The universe generates neutrinos in a huge quantity. They are involved in the weak nuclear force and play an important role in nuclear decay and fusion. Neutrinos are firing away from the sun all the time. Previous studies have shown that if you hold your thumb up to the sun, around 60 billion neutrinos will pass through your thumbnail, every single second.
In one human lifespan, only about one neutrino will ever directly interact with the atoms of your body. Scientists have discovered that neutrinos have some mass, unlike before.
Three kinds of neutrinos are known to scientists: the muon neutrino, the tau neutrino, and the electron neutrino. A breakthrough study that might capture one neutrino would only know a tiny sliver of the neutrino’s existence and very little of its “past lives”, so to speak. The most high-energy neutrinos are so rare that existing detectors like IceCube in Antarctica have only detected a handful of them.
Therefore, the Pacific Ocean Neutrino Experiment (P-ONE) might be necessary. It works like this: first, scientists find an isolated region in the Pacific, then we build unconscionably long strands of photodetectors (nearly a mile long, probably longer). The next step is to attach floats to the strands, so they can hang vertically in the water. P-ONE envisions 10 clusters of these insanely long strings, each with 20 optical features, for a total of 1,400 photodetectors gliding up and down in the Pacific, covering an area that’s miles wide. This would be capable of detecting the little flashes of neutrinos when they hit the ocean.

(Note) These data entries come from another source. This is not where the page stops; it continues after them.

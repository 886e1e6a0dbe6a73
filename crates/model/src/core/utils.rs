use std::fmt::Write;

/// Escape CSV per PostgreSQL COPY CSV rules:
/// - field is wrapped in double quotes
/// - internal `"` becomes `""`
/// - commas, newlines, tabs are safe because quoting protects them
pub fn escape_csv_string(s: &str) -> String {
    let mut out = String::with_capacity(s.len() + 2);
    out.push('"');

    for ch in s.chars() {
        if ch == '"' {
            out.push('"'); // double the quote
        }
        out.push(ch);
    }

    out.push('"');
    out
}

/// PostgreSQL `bytea` hex input form (`\x0aff`).
pub fn encode_bytea(bytes: &[u8]) -> String {
    let mut out = String::with_capacity(2 + 2 * bytes.len());
    out.push_str("\\x");
    for b in bytes {
        let _ = write!(&mut out, "{b:02x}");
    }
    out
}

/// Uppercase, hyphen-separated hex dump (`FF-A0-01`).
pub fn encode_hex_dump(bytes: &[u8]) -> String {
    let mut out = String::with_capacity(bytes.len().saturating_mul(3));
    for (i, b) in bytes.iter().enumerate() {
        if i > 0 {
            out.push('-');
        }
        let _ = write!(&mut out, "{b:02X}");
    }
    out
}

/// Parses either a hex dump (`FF-A0-01`), a `bytea` literal (`\xffa001`) or
/// plain hex digits.
pub fn decode_hex(input: &str) -> Option<Vec<u8>> {
    let trimmed = input.trim();
    let digits: String = trimmed
        .strip_prefix("\\x")
        .unwrap_or(trimmed)
        .chars()
        .filter(|c| *c != '-')
        .collect();

    if digits.len() % 2 != 0 {
        return None;
    }

    (0..digits.len())
        .step_by(2)
        .map(|i| u8::from_str_radix(digits.get(i..i + 2)?, 16).ok())
        .collect()
}

#[cfg(test)]
mod tests {
    use super::*;

    #[test]
    fn test_escape_csv_string_doubles_quotes() {
        assert_eq!(escape_csv_string(r#"say "hi""#), r#""say ""hi""""#);
        assert_eq!(escape_csv_string(""), r#""""#);
    }

    #[test]
    fn test_hex_dump() {
        assert_eq!(encode_hex_dump(&[0xff, 0xa0, 0x01]), "FF-A0-01");
        assert_eq!(encode_hex_dump(&[]), "");
        assert_eq!(encode_bytea(&[0xff, 0x01]), "\\xff01");
    }

    #[test]
    fn test_decode_hex_forms() {
        assert_eq!(decode_hex("FF-A0-01"), Some(vec![0xff, 0xa0, 0x01]));
        assert_eq!(decode_hex("\\xffa001"), Some(vec![0xff, 0xa0, 0x01]));
        assert_eq!(decode_hex("0a0B"), Some(vec![0x0a, 0x0b]));
        assert_eq!(decode_hex("abc"), None);
        assert_eq!(decode_hex("zz"), None);
    }
}
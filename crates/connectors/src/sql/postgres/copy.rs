use crate::sql::postgres::utils::quote_identifier;

/// Schema-qualified table name as stored in the catalog.
#[derive(Debug, Clone, PartialEq, Eq)]
pub struct TableRef {
    pub schema: Option<String>,
    pub name: String,
}

impl TableRef {
    pub fn new(schema: Option<&str>, name: &str) -> Self {
        TableRef {
            schema: schema.map(str::to_string),
            name: name.to_string(),
        }
    }

    pub fn render(&self) -> String {
        match &self.schema {
            Some(schema) => format!("{}.{}", quote_identifier(schema), quote_identifier(&self.name)),
            None => quote_identifier(&self.name),
        }
    }
}

#[derive(Debug, Clone, PartialEq, Eq)]
pub struct CopyOption {
    pub key: String,
    pub value: Option<String>,
}

/// `COPY <table> (<columns>) FROM STDIN WITH (<options>)`.
#[derive(Debug, Clone, PartialEq, Eq)]
pub struct CopyFromStdin {
    pub table: TableRef,
    pub columns: Vec<String>,
    pub options: Vec<CopyOption>,
}

impl CopyFromStdin {
    pub fn render(&self) -> String {
        let mut sql = String::from("COPY ");
        sql.push_str(&self.table.render());

        if !self.columns.is_empty() {
            let cols: Vec<String> = self.columns.iter().map(|c| quote_identifier(c)).collect();
            sql.push_str(" (");
            sql.push_str(&cols.join(", "));
            sql.push(')');
        }

        sql.push_str(" FROM STDIN");

        if !self.options.is_empty() {
            sql.push_str(" WITH (");
            for (i, option) in self.options.iter().enumerate() {
                if i > 0 {
                    sql.push_str(", ");
                }
                sql.push_str(&option.key);
                if let Some(value) = &option.value {
                    sql.push(' ');
                    sql.push_str(value);
                }
            }
            sql.push(')');
        }

        sql
    }
}

#[derive(Debug, Clone)]
pub struct CopyBuilder {
    ast: CopyFromStdin,
}

impl CopyBuilder {
    pub fn new(table: TableRef) -> Self {
        Self {
            ast: CopyFromStdin {
                table,
                columns: Vec::new(),
                options: Vec::new(),
            },
        }
    }

    pub fn columns<S: AsRef<str>>(mut self, columns: &[S]) -> Self {
        self.ast.columns = columns.iter().map(|s| s.as_ref().to_string()).collect();
        self
    }

    pub fn option(mut self, key: &str, value: Option<&str>) -> Self {
        self.ast.options.push(CopyOption {
            key: key.to_string(),
            value: value.map(|v| v.to_string()),
        });
        self
    }

    /// CSV input with `\N` as the NULL marker, matching [`PgCopyValueEncoder`](super::encoder::PgCopyValueEncoder).
    pub fn csv(self) -> Self {
        self.option("FORMAT", Some("csv")).option("NULL", Some("'\\N'"))
    }

    pub fn build(self) -> CopyFromStdin {
        self.ast
    }
}
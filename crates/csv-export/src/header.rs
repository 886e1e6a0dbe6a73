/// Renders a column name as a header token.
///
/// With `sanitize` set, everything except ASCII letters, digits and `_` is
/// dropped, leading digits and underscores are stripped and the rest is
/// lowercased. The result may be empty and is not checked for uniqueness.
pub fn format_header(name: &str, sanitize: bool) -> String {
    if !sanitize {
        return name.to_string();
    }

    let kept: String = name
        .chars()
        .filter(|c| c.is_ascii_alphanumeric() || *c == '_')
        .collect();

    kept.trim_start_matches(|c: char| c.is_ascii_digit() || c == '_')
        .to_ascii_lowercase()
}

There are still some limitations in the design. For one, the strands won’t really hold still in an ocean as monstrously huge as the Pacific. And the largest body of water on Earth isn’t full of pure water, with plankton, salt, and a lot of fish excrement gliding around like a big mess. These and other goings-on of the Pacific will alter the light patterns between the strands, which means it won’t be easy to measure neutrino interactions, and scientists will have to continually recalibrate the colossal contraption. The research team aims to construct a smaller, two-strand proof of concept in the coming years.